--- RECORDS Enclosed Below ---

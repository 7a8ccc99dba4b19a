use crate::{KindAddon, ResourceKind, UnifiedAddon};
use std::collections::BTreeMap;
use std::fmt;
use std::sync::Arc;

/// Registry for the addons bound to a pipeline.
///
/// The registry holds either:
/// - a single unified addon that consumes the joined stream
/// - one addon per resource kind, each consuming that kind's stream
///
/// Registering one shape replaces the other. Whether the shape matches the
/// pipeline's options is checked when the pipeline is built.
#[derive(Clone, Default)]
pub struct AddonRegistry {
    unified: Option<Arc<dyn UnifiedAddon>>,
    per_kind: BTreeMap<ResourceKind, Arc<dyn KindAddon>>,
}

impl AddonRegistry {
    /// Create an empty registry.
    pub fn new() -> Self {
        Self::default()
    }

    /// Create a registry holding a single unified addon.
    pub fn with_unified(addon: Arc<dyn UnifiedAddon>) -> Self {
        let mut registry = Self::new();
        registry.unified(addon);
        registry
    }

    /// Bind the unified addon, dropping any per-kind addons.
    pub fn unified(&mut self, addon: Arc<dyn UnifiedAddon>) -> &mut Self {
        self.per_kind.clear();
        self.unified = Some(addon);
        self
    }

    /// Bind an addon to one resource kind, dropping any unified addon.
    /// Returns the addon previously bound to that kind, if any.
    pub fn register(
        &mut self,
        kind: ResourceKind,
        addon: Arc<dyn KindAddon>,
    ) -> Option<Arc<dyn KindAddon>> {
        self.unified = None;
        self.per_kind.insert(kind, addon)
    }

    /// Bind the same addon to every kind in `kinds`.
    pub fn register_all(
        &mut self,
        kinds: impl IntoIterator<Item = ResourceKind>,
        addon: Arc<dyn KindAddon>,
    ) -> &mut Self {
        for kind in kinds {
            self.register(kind, Arc::clone(&addon));
        }
        self
    }

    pub fn is_unified(&self) -> bool {
        self.unified.is_some()
    }

    pub fn is_empty(&self) -> bool {
        self.unified.is_none() && self.per_kind.is_empty()
    }

    /// Number of registered bindings.
    pub fn len(&self) -> usize {
        if self.unified.is_some() {
            1
        } else {
            self.per_kind.len()
        }
    }

    pub fn get_unified(&self) -> Option<&Arc<dyn UnifiedAddon>> {
        self.unified.as_ref()
    }

    /// Get the addon bound to a kind.
    pub fn get(&self, kind: ResourceKind) -> Option<&Arc<dyn KindAddon>> {
        self.per_kind.get(&kind)
    }

    /// Kinds with a per-kind addon bound, in kind order.
    pub fn kinds(&self) -> impl Iterator<Item = ResourceKind> + '_ {
        self.per_kind.keys().copied()
    }

    /// Names of all registered addons, one entry per binding.
    pub fn names(&self) -> Vec<String> {
        match &self.unified {
            Some(addon) => vec![addon.name().to_string()],
            None => self
                .per_kind
                .iter()
                .map(|(kind, addon)| format!("{}:{}", kind, addon.name()))
                .collect(),
        }
    }
}

impl fmt::Debug for AddonRegistry {
    fn fmt(&self, f: &mut fmt::Formatter<'_>) -> fmt::Result {
        f.debug_struct("AddonRegistry")
            .field("unified", &self.unified.as_ref().map(|a| a.name().to_string()))
            .field(
                "per_kind",
                &self
                    .per_kind
                    .iter()
                    .map(|(kind, addon)| (*kind, addon.name().to_string()))
                    .collect::<BTreeMap<_, _>>(),
            )
            .finish()
    }
}
use serde::{Deserialize, Serialize};
use std::sync::atomic::{AtomicU64, Ordering};
use std::sync::Mutex;

/// Traffic through one kind's channel during the current run.
#[derive(Debug, Clone, Copy, Default, PartialEq, Eq, Serialize, Deserialize)]
pub struct ChannelStats {
    pub pushed: u64,
    pub evicted: u64,
    pub delivered: u64,
    pub depth: usize,
}

/// Point-in-time view of one resource kind.
#[derive(Debug, Clone, Default, Serialize, Deserialize)]
pub struct KindStats {
    /// Successful collections during the run.
    pub collected: u64,
    /// Failed collections during the run.
    pub failed: u64,
    /// Failures since the last successful collection.
    pub consecutive_failures: u64,
    pub last_error: Option<String>,
    pub channel: ChannelStats,
}

impl KindStats {
    pub fn is_healthy(&self) -> bool {
        self.consecutive_failures == 0
    }
}

/// Collection outcomes for one kind in one run, shared between its producer
/// and the pipeline.
#[derive(Debug, Default)]
pub struct KindCounters {
    collected: AtomicU64,
    failed: AtomicU64,
    consecutive_failures: AtomicU64,
    last_error: Mutex<Option<String>>,
}

impl KindCounters {
    pub fn record_success(&self) {
        self.collected.fetch_add(1, Ordering::Relaxed);
        self.consecutive_failures.store(0, Ordering::Relaxed);
    }

    pub fn record_failure(&self, error: impl Into<String>) {
        self.failed.fetch_add(1, Ordering::Relaxed);
        self.consecutive_failures.fetch_add(1, Ordering::Relaxed);
        let mut last = self
            .last_error
            .lock()
            .unwrap_or_else(|poisoned| poisoned.into_inner());
        *last = Some(error.into());
    }

    pub fn snapshot(&self, channel: ChannelStats) -> KindStats {
        let last_error = self
            .last_error
            .lock()
            .unwrap_or_else(|poisoned| poisoned.into_inner())
            .clone();

        KindStats {
            collected: self.collected.load(Ordering::Relaxed),
            failed: self.failed.load(Ordering::Relaxed),
            consecutive_failures: self.consecutive_failures.load(Ordering::Relaxed),
            last_error,
            channel,
        }
    }
}
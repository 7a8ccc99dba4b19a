use anyhow::{Context, Result};
use clap::Parser;
use colored::Colorize;
use resmon_core::{KindStats, Pipeline, PipelineOptions, ResourceKind};
use resmon_std::{host_collectors, TracingAddon};
use std::path::PathBuf;
use std::sync::Arc;
use std::time::Duration;
use tracing_subscriber::EnvFilter;

/// Stream host resource telemetry to the log.
#[derive(Parser, Debug)]
#[command(name = "resmon", version, about)]
struct Args {
    /// Options file (YAML). Defaults to ./resmon.yaml when present
    #[arg(long, short)]
    config: Option<PathBuf>,

    /// Resource kinds to monitor, repeated or comma-separated
    #[arg(long, short, value_delimiter = ',')]
    monitor: Vec<ResourceKind>,

    /// Seconds between samples
    #[arg(long, short)]
    interval: Option<f64>,

    /// Run one addon per kind instead of the joined stream
    #[arg(long)]
    per_kind: bool,

    /// Stop after this many seconds instead of waiting for Ctrl-C
    #[arg(long, short)]
    duration: Option<f64>,

    /// Print the JSON schema of the options file and exit
    #[arg(long)]
    print_schema: bool,
}

#[tokio::main]
async fn main() -> Result<()> {
    let args = Args::parse();

    if args.print_schema {
        let schema = schemars::schema_for!(PipelineOptions);
        println!("{}", serde_json::to_string_pretty(&schema)?);
        return Ok(());
    }

    tracing_subscriber::fmt()
        .with_env_filter(
            EnvFilter::try_from_default_env()
                .unwrap_or_else(|_| EnvFilter::new("resmon_core=info,resmon_std=info,resmon=info")),
        )
        .init();

    let options = build_options(&args)?;
    let collectors = host_collectors(options.refresh_interval);
    let pipeline = Pipeline::new(options, collectors).context("Invalid pipeline options")?;

    println!(
        "{} monitoring [{}] every {:?} ({} mode)",
        "resmon".bold(),
        pipeline
            .monitoring()
            .iter()
            .map(ResourceKind::as_str)
            .collect::<Vec<_>>()
            .join(", "),
        pipeline.options().refresh_interval,
        if pipeline.is_unified() { "unified" } else { "per-kind" },
    );

    tracing::info!(
        config = ?args.config,
        duration = ?args.duration,
        addons = ?pipeline.addon_names(),
        "Starting resmon"
    );
    pipeline.start().await;
    wait_for_shutdown(args.duration).await?;
    let stopped = pipeline.stop().await;

    print_summary(&pipeline);
    if let Err(e) = stopped {
        eprintln!("{} {}", "warning:".yellow().bold(), e);
    }

    Ok(())
}

fn build_options(args: &Args) -> Result<PipelineOptions> {
    let mut options = match &args.config {
        Some(path) => PipelineOptions::load(path)
            .with_context(|| format!("Failed to load {}", path.display()))?,
        None => PipelineOptions::load_or_default(),
    };

    if !args.monitor.is_empty() {
        options = options.with_monitoring(args.monitor.iter().copied());
    }
    if let Some(secs) = args.interval {
        options = options.with_refresh_interval_secs(secs);
    }
    if args.per_kind {
        options.unified = false;
    }

    let addon = Arc::new(TracingAddon::new());
    if options.unified {
        options = options.with_unified_addon(addon);
    } else {
        let kinds = options.monitoring.clone();
        options.addons.register_all(kinds, addon);
    }

    Ok(options)
}

async fn wait_for_shutdown(duration: Option<f64>) -> Result<()> {
    let Some(secs) = duration else {
        tokio::signal::ctrl_c().await?;
        return Ok(());
    };

    let limit = Duration::try_from_secs_f64(secs.max(0.0)).context("Invalid --duration")?;
    tokio::select! {
        signal = tokio::signal::ctrl_c() => signal?,
        _ = tokio::time::sleep(limit) => {}
    }
    Ok(())
}

fn print_summary(pipeline: &Pipeline) {
    println!("\n{}", "Summary".bold().underline());
    for (kind, stats) in pipeline.all_stats() {
        println!("{}", summary_line(kind, &stats));
    }

    let faults = pipeline.faults();
    if !faults.is_empty() {
        println!("{} {} fault(s) recorded", "!".red().bold(), faults.len());
    }
}

fn summary_line(kind: ResourceKind, stats: &KindStats) -> String {
    let failed = if stats.failed > 0 {
        stats.failed.to_string().red().to_string()
    } else {
        stats.failed.to_string()
    };

    let mut line = format!(
        "  {:<8} collected {} failed {} evicted {} delivered {}",
        kind.as_str().bold(),
        stats.collected.to_string().green(),
        failed,
        stats.channel.evicted,
        stats.channel.delivered,
    );
    if let Some(error) = &stats.last_error {
        line.push_str(&format!("  {}", error.dimmed()));
    }
    line
}
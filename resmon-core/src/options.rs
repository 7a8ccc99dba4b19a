use resmon_addon::{AddonRegistry, KindAddon, ResourceKind, UnifiedAddon};
use schemars::JsonSchema;
use serde::{Deserialize, Deserializer, Serialize};
use std::collections::BTreeSet;
use std::fs;
use std::path::Path;
use std::sync::Arc;
use std::time::Duration;
use thiserror::Error;

use crate::error::ConfigurationError;

#[derive(Debug, Error)]
pub enum ConfigError {
    #[error("Failed to read config file: {0}")]
    FileRead(#[from] std::io::Error),

    #[error("Failed to parse config: {0}")]
    Parse(#[from] serde_yaml::Error),
}

pub type Result<T> = std::result::Result<T, ConfigError>;

/// Configuration for a telemetry pipeline.
///
/// Numeric inputs are normalized as they come in: negative intervals and
/// capacities clamp to zero, and a worker pool never has fewer than one
/// thread. A `channel_capacity` of zero means the channels are unbounded.
///
/// Addons cannot come from a file, so they are skipped by serde and must be
/// attached in code with [`PipelineOptions::with_addons`] or one of the
/// `with_*_addon` helpers.
#[derive(Debug, Clone, Serialize, Deserialize, JsonSchema)]
#[serde(default)]
pub struct PipelineOptions {
    /// Resource kinds to sample.
    #[schemars(with = "BTreeSet<String>")]
    pub monitoring: BTreeSet<ResourceKind>,

    /// Join every kind into one stream (`true`) or hand each kind its own stream (`false`).
    pub unified: bool,

    /// Pause between two samples of the same kind, in seconds.
    #[serde(with = "secs")]
    #[schemars(with = "f64")]
    pub refresh_interval: Duration,

    /// Maximum queued snapshots per kind before the oldest is dropped. 0 = unbounded.
    #[serde(deserialize_with = "non_negative")]
    #[schemars(with = "i64")]
    pub channel_capacity: usize,

    /// Threads available for running collectors.
    #[serde(deserialize_with = "at_least_one")]
    #[schemars(with = "i64")]
    pub worker_pool_size: usize,

    /// How long a unified round may wait for its slowest kind, in seconds.
    #[serde(with = "secs")]
    #[schemars(with = "f64")]
    pub join_timeout: Duration,

    /// Bound on waiting for producers during stop, in seconds.
    #[serde(with = "secs")]
    #[schemars(with = "f64")]
    pub producer_shutdown_timeout: Duration,

    /// Bound on waiting for addons during stop, in seconds.
    #[serde(with = "secs")]
    #[schemars(with = "f64")]
    pub addon_shutdown_timeout: Duration,

    #[serde(skip)]
    pub addons: AddonRegistry,
}

impl Default for PipelineOptions {
    fn default() -> Self {
        Self {
            monitoring: ResourceKind::ALL.into_iter().collect(),
            unified: true,
            refresh_interval: Duration::from_secs(1),
            channel_capacity: 0,
            worker_pool_size: 10,
            join_timeout: Duration::from_secs(10),
            producer_shutdown_timeout: Duration::from_secs(10),
            addon_shutdown_timeout: Duration::from_secs(5),
            addons: AddonRegistry::default(),
        }
    }
}

impl PipelineOptions {
    /// Create options with default values and builder-style configuration.
    pub fn new() -> Self {
        Self::default()
    }

    /// Load options from a YAML file.
    pub fn load<P: AsRef<Path>>(path: P) -> Result<Self> {
        let contents = fs::read_to_string(path)?;
        Self::from_yaml(&contents)
    }

    /// Parse options from a YAML document.
    pub fn from_yaml(contents: &str) -> Result<Self> {
        Ok(serde_yaml::from_str(contents)?)
    }

    /// Load options from `resmon.yaml` if it exists, otherwise use defaults.
    pub fn load_or_default() -> Self {
        Self::load("resmon.yaml").unwrap_or_default()
    }

    /// Set the monitored resource kinds.
    pub fn with_monitoring(mut self, kinds: impl IntoIterator<Item = ResourceKind>) -> Self {
        self.monitoring = kinds.into_iter().collect();
        self
    }

    /// Select unified or per-kind consumption.
    pub fn with_unified(mut self, unified: bool) -> Self {
        self.unified = unified;
        self
    }

    /// Set the refresh interval.
    pub fn with_refresh_interval(mut self, interval: Duration) -> Self {
        self.refresh_interval = interval;
        self
    }

    /// Set the refresh interval in seconds. Negative values clamp to zero.
    pub fn with_refresh_interval_secs(mut self, secs: f64) -> Self {
        self.refresh_interval = duration_from_secs(secs);
        self
    }

    /// Set the per-kind channel capacity (0 = unbounded).
    pub fn with_channel_capacity(mut self, capacity: usize) -> Self {
        self.channel_capacity = capacity;
        self
    }

    /// Set the worker pool size. Zero clamps to one.
    pub fn with_worker_pool_size(mut self, size: usize) -> Self {
        self.worker_pool_size = size.max(1);
        self
    }

    /// Set the unified join timeout.
    pub fn with_join_timeout(mut self, timeout: Duration) -> Self {
        self.join_timeout = timeout;
        self
    }

    /// Set both shutdown bounds.
    pub fn with_shutdown_timeouts(mut self, producers: Duration, addons: Duration) -> Self {
        self.producer_shutdown_timeout = producers;
        self.addon_shutdown_timeout = addons;
        self
    }

    /// Attach a prepared addon registry.
    pub fn with_addons(mut self, addons: AddonRegistry) -> Self {
        self.addons = addons;
        self
    }

    /// Attach a unified addon and switch to unified mode.
    pub fn with_unified_addon(mut self, addon: Arc<dyn UnifiedAddon>) -> Self {
        self.addons.unified(addon);
        self.unified = true;
        self
    }

    /// Bind an addon to one kind and switch to per-kind mode.
    pub fn with_kind_addon(mut self, kind: ResourceKind, addon: Arc<dyn KindAddon>) -> Self {
        self.addons.register(kind, addon);
        self.unified = false;
        self
    }

    /// Check the parts of the options that do not depend on addons or collectors.
    pub fn validate(&self) -> std::result::Result<(), ConfigurationError> {
        if self.monitoring.is_empty() {
            return Err(ConfigurationError::EmptyMonitoring);
        }

        for (name, timeout) in [
            ("join_timeout", self.join_timeout),
            ("producer_shutdown_timeout", self.producer_shutdown_timeout),
            ("addon_shutdown_timeout", self.addon_shutdown_timeout),
        ] {
            if timeout.is_zero() {
                return Err(ConfigurationError::ZeroTimeout { name });
            }
        }

        Ok(())
    }
}

fn duration_from_secs(secs: f64) -> Duration {
    if secs.is_nan() || secs <= 0.0 {
        Duration::ZERO
    } else {
        Duration::try_from_secs_f64(secs).unwrap_or(Duration::MAX)
    }
}

fn non_negative<'de, D: Deserializer<'de>>(deserializer: D) -> std::result::Result<usize, D::Error> {
    let value = i64::deserialize(deserializer)?;
    Ok(usize::try_from(value.max(0)).unwrap_or(usize::MAX))
}

fn at_least_one<'de, D: Deserializer<'de>>(deserializer: D) -> std::result::Result<usize, D::Error> {
    let value = i64::deserialize(deserializer)?;
    Ok(usize::try_from(value.max(1)).unwrap_or(usize::MAX))
}

/// Durations as (possibly fractional) seconds.
mod secs {
    use serde::{Deserialize, Deserializer, Serializer};
    use std::time::Duration;

    pub fn serialize<S: Serializer>(value: &Duration, serializer: S) -> Result<S::Ok, S::Error> {
        serializer.serialize_f64(value.as_secs_f64())
    }

    pub fn deserialize<'de, D: Deserializer<'de>>(deserializer: D) -> Result<Duration, D::Error> {
        let secs = f64::deserialize(deserializer)?;
        Ok(super::duration_from_secs(secs))
    }
}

--- End of Enclosed RECORDS ---

■ TASK GOAL:
Give the total number of lines in the entries that contain the word "PipelineOptions", with no other words.

■ EXERCISE RESULT:
9